Baca Juga: Fakta Hasil Autopsi Korban G30S PKI yang Sebenarnya

Penculikan serta pembunuhan tujuh perwira tinggi militer Angkatan Darat (AD) yang Partai Komunis Indonesia (PKI) lakukan pada dini hari antara 30 September dan 1 Oktober 1965 dengan sengaja menyasar pemegang jabatan-jabatan strategis Angkatan Darat.

Menurut perhitungan pencetus rencana Gerakan 30 September 1965 alias G30S PKI, jika perwira-perwira tinggi mereka singkirkan, negara akan lumpuh, dan pimpinan republik, Presiden Soekarno, kehilangan kekuatan.

Sasaran G30S PKI adalah Panglima AD (Ahmad Yani), Kepala Staf AD (Nasution), Panglima Bidang Intelijen (S. Parman), Panglima Bidang Administrasi ( R. Soeprato), Panglima Bidang Pembinaan (M.T Haryono), Panglima Bidang Logistik (DI Pandjaitan), dan Inspektur Kehakiman (Sutoyo).

Baca Juga: Taman Makam Pahlawan Kalibata, Tempat Peristirahatan Terakhir 7 Pahlawan Revolusi

Di luar dugaan, Jenderal Nasution berhasil melarikan diri.
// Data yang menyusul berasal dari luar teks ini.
//! Results output formatting (CSV).

use crate::analysis::ImpedanceSpectra;
use crate::error::Result;
use crate::simulator::ResponseTrace;
use std::io::Write;

/// Write impedance spectra as CSV, one row per (intensity, frequency) cell.
///
/// Format:
/// ```csv
/// Intensity,Vdc,Frequency,Tmax,J_bias,J_amp,J_phase_deg,Z_abs,Z_re,Z_im,C,Jion_bias,Jion_amp,Jion_phase_deg,Zion_abs,Zion_re,Zion_im,Cion
/// 1,0.98,1000000,2e-5,-0.0096,-0.00045,12.3,2.2,2.1,0.47,3.4e-8,...
/// ```
pub fn write_spectra_csv<W: Write>(spectra: &ImpedanceSpectra, writer: &mut W) -> Result<()> {
    writeln!(
        writer,
        "Intensity,Vdc,Frequency,Tmax,\
         J_bias,J_amp,J_phase_deg,Z_abs,Z_re,Z_im,C,\
         Jion_bias,Jion_amp,Jion_phase_deg,Zion_abs,Zion_re,Zion_im,Cion"
    )?;
    for i in 0..spectra.n_entries() {
        for j in 0..spectra.n_frequencies() {
            let cell = (i, j);
            write!(
                writer,
                "{},{},{},{}",
                spectra.intensities[i], spectra.vdc[i], spectra.frequencies[cell], spectra.t_max[cell]
            )?;
            for c in [&spectra.total, &spectra.ionic] {
                write!(
                    writer,
                    ",{},{},{},{},{},{},{}",
                    c.bias[cell],
                    c.amplitude[cell],
                    c.phase[cell].to_degrees(),
                    c.impedance_abs[cell],
                    c.impedance_re[cell],
                    c.impedance_im[cell],
                    c.capacitance[cell]
                )?;
            }
            writeln!(writer)?;
        }
    }
    Ok(())
}

/// Write the terminal time series of an oscillating solution as CSV.
///
/// Format:
/// ```csv
/// Time,V,J,Jion
/// 0,0.98,-0.0096,0
/// 2.5e-8,0.98016,-0.0097,-1e-9
/// ```
pub fn write_trace_csv<W: Write>(trace: &ResponseTrace, writer: &mut W) -> Result<()> {
    writeln!(writer, "Time,V,J,Jion")?;
    for k in 0..trace.len() {
        writeln!(
            writer,
            "{},{},{},{}",
            trace.times[k], trace.voltage[k], trace.current[k], trace.ionic_current[k]
        )?;
    }
    Ok(())
}
//! Hooks for exposing intermediate solutions and final results.
//!
//! The sweep calls an observer only when the matching flag is set in
//! [`SweepOptions`](crate::analysis::SweepOptions); its return value does
//! not depend on the observer.

use crate::analysis::ImpedanceSpectra;
use crate::device::DeviceState;
use crate::error::Result;
use crate::output;
use crate::simulator::OscillatingSolution;
use std::fs::File;
use std::io::BufWriter;
use std::path::PathBuf;

pub trait SweepObserver<S: DeviceState>: Sync {
    /// An oscillating solution was accepted for a cell (`save_solutions`).
    fn solution_produced(&self, _name: &str, _solution: &OscillatingSolution<S>) -> Result<()> {
        Ok(())
    }

    /// The result record is complete (`save_results`).
    fn results_produced(&self, _name: &str, _spectra: &ImpedanceSpectra) -> Result<()> {
        Ok(())
    }

    /// Plotting was requested (`do_graphics`).
    fn graphics_requested(&self, _spectra: &ImpedanceSpectra) -> Result<()> {
        Ok(())
    }
}

/// Observer that does nothing.
#[derive(Debug, Default, Clone, Copy)]
pub struct NullObserver;

impl<S: DeviceState> SweepObserver<S> for NullObserver {}

/// Writes every observed solution and result as CSV into a directory.
#[derive(Debug, Clone)]
pub struct CsvDirectoryObserver {
    pub dir: PathBuf,
}

impl CsvDirectoryObserver {
    pub fn new(dir: impl Into<PathBuf>) -> Result<Self> {
        let dir = dir.into();
        std::fs::create_dir_all(&dir)?;
        Ok(Self { dir })
    }

    fn create(&self, name: &str) -> Result<BufWriter<File>> {
        let path = self.dir.join(format!("{}.csv", sanitize(name)));
        Ok(BufWriter::new(File::create(path)?))
    }
}

impl<S: DeviceState> SweepObserver<S> for CsvDirectoryObserver {
    fn solution_produced(&self, name: &str, solution: &OscillatingSolution<S>) -> Result<()> {
        let mut w = self.create(name)?;
        output::write_trace_csv(&solution.trace, &mut w)
    }

    fn results_produced(&self, name: &str, spectra: &ImpedanceSpectra) -> Result<()> {
        let mut w = self.create(name)?;
        output::write_spectra_csv(spectra, &mut w)
    }

    fn graphics_requested(&self, spectra: &ImpedanceSpectra) -> Result<()> {
        tracing::info!(
            entries = spectra.intensities.len(),
            "plotting is not built in; spectra are written as CSV for external plotting"
        );
        Ok(())
    }
}

/// Replace characters that are awkward in file names.
fn sanitize(name: &str) -> String {
    name.chars()
        .map(|c| if c.is_ascii_alphanumeric() || matches!(c, '-' | '_' | '.' | '+') { c } else { '_' })
        .collect()
}

#[cfg(test)]
mod tests {
    use super::*;

    #[test]
    fn sanitize_keeps_scientific_notation() {
        assert_eq!(sanitize("1 sun_is_1.000e+03Hz"), "1_sun_is_1.000e+03Hz");
        assert_eq!(sanitize("a/b"), "a_b");
    }
}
Nahas, sebagai gantinya, ajudan beliau, Pierre Tendean, jadi korban gara-gara mengaku sebagai Pak Nas--sapaan Kepala Staf Angkatan Darat (KSAD) itu.

Anehnya, meskipun Jenderal Nasution selaku Kepala Staf Angkatan Darat (KSAD) berhasil lolos, Soeharto yang kala itu menjabat Panglima Komando Strategis Angkatan Darat (Pangkostrad) tidak termasuk dalam daftar sasaran.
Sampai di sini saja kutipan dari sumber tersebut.